• Problem:
Please copy each line below that contains the string "ArchetypeRef".

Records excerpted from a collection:
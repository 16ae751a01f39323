//! Kind-tagged handle to any registered entity.

use reflex_core::{
    Entity, EntityId, EntityKind, EnumValue, Field, Function, Method, Properties, StaticField,
    StaticMethod, Variable,
};

use crate::archetype::ArchetypeRef;
use crate::enumeration::EnumRef;
use crate::namespace::NamespaceRef;
use crate::structure::StructRef;

/// Any entity of a frozen database, as returned by id and name lookups.
#[derive(Debug, Clone, Copy)]
pub enum EntityRef<'db> {
    Namespace(NamespaceRef<'db>),
    Archetype(ArchetypeRef<'db>),
    Field(&'db Field),
    StaticField(&'db StaticField),
    Method(&'db Method),
    StaticMethod(&'db StaticMethod),
    EnumValue(&'db EnumValue),
    Variable(&'db Variable),
    Function(&'db Function),
}

impl<'db> EntityRef<'db> {
    pub fn entity(&self) -> &'db Entity {
        match *self {
            EntityRef::Namespace(n) => n.entity(),
            EntityRef::Archetype(a) => a.entity(),
            EntityRef::Field(f) => &f.entity,
            EntityRef::StaticField(f) => &f.entity,
            EntityRef::Method(m) => &m.entity,
            EntityRef::StaticMethod(m) => &m.entity,
            EntityRef::EnumValue(v) => &v.entity,
            EntityRef::Variable(v) => &v.entity,
            EntityRef::Function(f) => &f.entity,
        }
    }

    pub fn kind(&self) -> EntityKind {
        match *self {
            EntityRef::Namespace(_) => EntityKind::Namespace,
            EntityRef::Archetype(a) => a.kind(),
            EntityRef::Field(_) => EntityKind::Field,
            EntityRef::StaticField(_) => EntityKind::StaticField,
            EntityRef::Method(_) => EntityKind::Method,
            EntityRef::StaticMethod(_) => EntityKind::StaticMethod,
            EntityRef::EnumValue(_) => EntityKind::EnumValue,
            EntityRef::Variable(_) => EntityKind::Variable,
            EntityRef::Function(_) => EntityKind::Function,
        }
    }

    pub fn id(&self) -> EntityId {
        self.entity().id
    }

    pub fn name(&self) -> &'db str {
        &self.entity().name
    }

    pub fn qualified_name(&self) -> &'db str {
        &self.entity().qualified_name
    }

    /// Id of the enclosing entity.
    pub fn outer_id(&self) -> Option<EntityId> {
        self.entity().outer
    }

    pub fn properties(&self) -> &'db Properties {
        &self.entity().properties
    }

    pub fn as_namespace(&self) -> Option<NamespaceRef<'db>> {
        match *self {
            EntityRef::Namespace(n) => Some(n),
            _ => None,
        }
    }

    pub fn as_archetype(&self) -> Option<ArchetypeRef<'db>> {
        match *self {
            EntityRef::Archetype(a) => Some(a),
            _ => None,
        }
    }

    pub fn as_struct(&self) -> Option<StructRef<'db>> {
        self.as_archetype()?.as_struct()
    }

    pub fn as_enum(&self) -> Option<EnumRef<'db>> {
        self.as_archetype()?.as_enum()
    }

    pub fn as_field(&self) -> Option<&'db Field> {
        match *self {
            EntityRef::Field(f) => Some(f),
            _ => None,
        }
    }

    pub fn as_static_field(&self) -> Option<&'db StaticField> {
        match *self {
            EntityRef::StaticField(f) => Some(f),
            _ => None,
        }
    }

    pub fn as_method(&self) -> Option<&'db Method> {
        match *self {
            EntityRef::Method(m) => Some(m),
            _ => None,
        }
    }

    pub fn as_static_method(&self) -> Option<&'db StaticMethod> {
        match *self {
            EntityRef::StaticMethod(m) => Some(m),
            _ => None,
        }
    }

    pub fn as_enum_value(&self) -> Option<&'db EnumValue> {
        match *self {
            EntityRef::EnumValue(v) => Some(v),
            _ => None,
        }
    }

    pub fn as_variable(&self) -> Option<&'db Variable> {
        match *self {
            EntityRef::Variable(v) => Some(v),
            _ => None,
        }
    }

    pub fn as_function(&self) -> Option<&'db Function> {
        match *self {
            EntityRef::Function(f) => Some(f),
            _ => None,
        }
    }
}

• Problem solution:
use crate::archetype::ArchetypeRef;
    Archetype(ArchetypeRef<'db>),
    pub fn as_archetype(&self) -> Option<ArchetypeRef<'db>> {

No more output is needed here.